No extremo setentrional da Côte d’Or, logo ao sul da Côte de Nuit, encontra-se a A.O.C. Gevrey-Chambertin. Aqui são produzidos os vinhos tintos mais longevos, elegantes e aveludados, oriundos de solos argilo-calcários, cobertos por silte e cascalho. Esta denominação, em particular, trata-se de uma terra cheia de segredos, onde os viticultores - guardiões de um saber ancestral - são os únicos capazes de desvendar os profundos mistérios escondidos no solo. Um desses viticultores é Philippe Charlopin, que nos revela todos esses enigmas no Charlopin-Parizot Gevrey-Chambertin Vieilles Vignes.

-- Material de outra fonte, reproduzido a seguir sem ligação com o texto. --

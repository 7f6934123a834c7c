use super::store::{ItemId, TransactionId};

/// Flat storage for the itemsets of one size and their occurrence sets.
///
/// Items live in a single buffer with a fixed stride of `itemset_size`, so
/// itemset `idx` is `items[idx * size..(idx + 1) * size]`.
#[derive(Debug, Clone)]
pub struct FrequentLevel {
    items: Vec<ItemId>,
    occurrences: Vec<Vec<TransactionId>>,
    pub itemset_size: usize,
}

impl FrequentLevel {
    pub fn new(itemset_size: usize) -> Self {
        Self {
            items: Vec::new(),
            occurrences: Vec::new(),
            itemset_size,
        }
    }

    pub fn with_capacity(itemset_size: usize, estimated_itemsets: usize) -> Self {
        Self {
            items: Vec::with_capacity(estimated_itemsets * itemset_size),
            occurrences: Vec::with_capacity(estimated_itemsets),
            itemset_size,
        }
    }

    /// Append a canonical (sorted, duplicate-free) itemset with its occurrence set.
    pub fn push(&mut self, itemset: &[ItemId], occurrences: Vec<TransactionId>) -> usize {
        debug_assert_eq!(itemset.len(), self.itemset_size);
        debug_assert!(itemset.windows(2).all(|w| w[0] < w[1]));
        self.items.extend_from_slice(itemset);
        self.occurrences.push(occurrences);
        self.occurrences.len() - 1
    }

    pub fn len(&self) -> usize {
        self.occurrences.len()
    }

    pub fn is_empty(&self) -> bool {
        self.occurrences.is_empty()
    }

    pub fn get_itemset(&self, idx: usize) -> &[ItemId] {
        let start = idx * self.itemset_size;
        &self.items[start..start + self.itemset_size]
    }

    pub fn occurrences(&self, idx: usize) -> &[TransactionId] {
        &self.occurrences[idx]
    }

    pub fn frequency(&self, idx: usize) -> usize {
        self.occurrences[idx].len()
    }

    pub fn iter_itemsets(&self) -> impl Iterator<Item = &[ItemId]> {
        (0..self.len()).map(move |idx| self.get_itemset(idx))
    }

    /// Itemsets paired with their occurrence sets, in insertion order.
    pub fn iter(&self) -> impl Iterator<Item = (&[ItemId], &[TransactionId])> {
        (0..self.len()).map(move |idx| (self.get_itemset(idx), self.occurrences(idx)))
    }

    /// Total number of transaction ids held by this level.
    pub fn total_occurrences(&self) -> usize {
        self.occurrences.iter().map(Vec::len).sum()
    }

    /// Rough heap footprint, used for progress logging.
    pub fn estimated_bytes(&self) -> usize {
        let item_size = std::mem::size_of::<ItemId>();
        let tid_size = std::mem::size_of::<TransactionId>();
        let list_overhead = std::mem::size_of::<Vec<TransactionId>>();
        self.items.len() * item_size
            + self.total_occurrences() * tid_size
            + self.occurrences.len() * list_overhead
    }
}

Em geral, a A.O.C. Gevrey-Chambertin é considerada uma das melhores vinhas da Borgonha, tendo conquistado grandes figuras da história, como Napoleão. Esta denominação pode se orgulhar de abrigar nove dos 24 grands crus da Côte de Nuit, tornando-se um dos terrenos mais prestigiados. No caso de Philippe Charlopin, ele é o herdeiro de uma tradição em que sua família, por décadas, se dedicou ao cultivo das vinhas da região. Para todos eles, incluindo Philippe, o mais importante sempre foi o terroir, sendo este o elemento que determina cada vinho. Assim, sempre sob esta filosofia, a família Charlopin tem escrito sua história; e continuará a fazê-lo. Atualmente, ao lado de Philippe, está também seu filho Yann Charlopin, que traz a essa tradição um toque moderno e de inovação que perpetuará esta empresa familiar. No campo, tanto pai quanto filho são adeptos dos cuidados biodinâmicos, respeitando sempre o meio ambiente e utilizando apenas a força e habilidade de suas mãos para realizar os trabalhos na vinha. Somente desta forma, sem qualquer ajuda química ou fitossanitária, o terroir poderá se destacar acima de tudo.
Evidentemente, a colheita também será manual, e o Charlopin-Parizot Gevrey-Chambertin Vieilles Vignes será trabalhado na adega da maneira mais simples possível: a uva será desengaçada, o mosto fermentará, o vinho permanecerá em contato com as cascas durante a maceração e o Charlopin-Parizot Gevrey-Chambertin Vieilles Vignes repousará em barricas por pelo menos um ano. Nesse sentido, é importante destacar que Philippe Charlopin foi um dos primeiros vitivinicultores da região a se atrever a experimentar com madeira nesta fase, apostando em diferentes tipos de carvalho que conferem outras nuances ao vinho.
Borgonha, e especialmente a Côte d’Or, é uma terra repleta de segredos. Desarrolhe uma garrafa de Charlopin-Parizot Gevrey-Chambertin Vieilles Vignes e descubra todos eles. Garantimos que não há melhor confidente do que Philippe Charlopin e seu filho.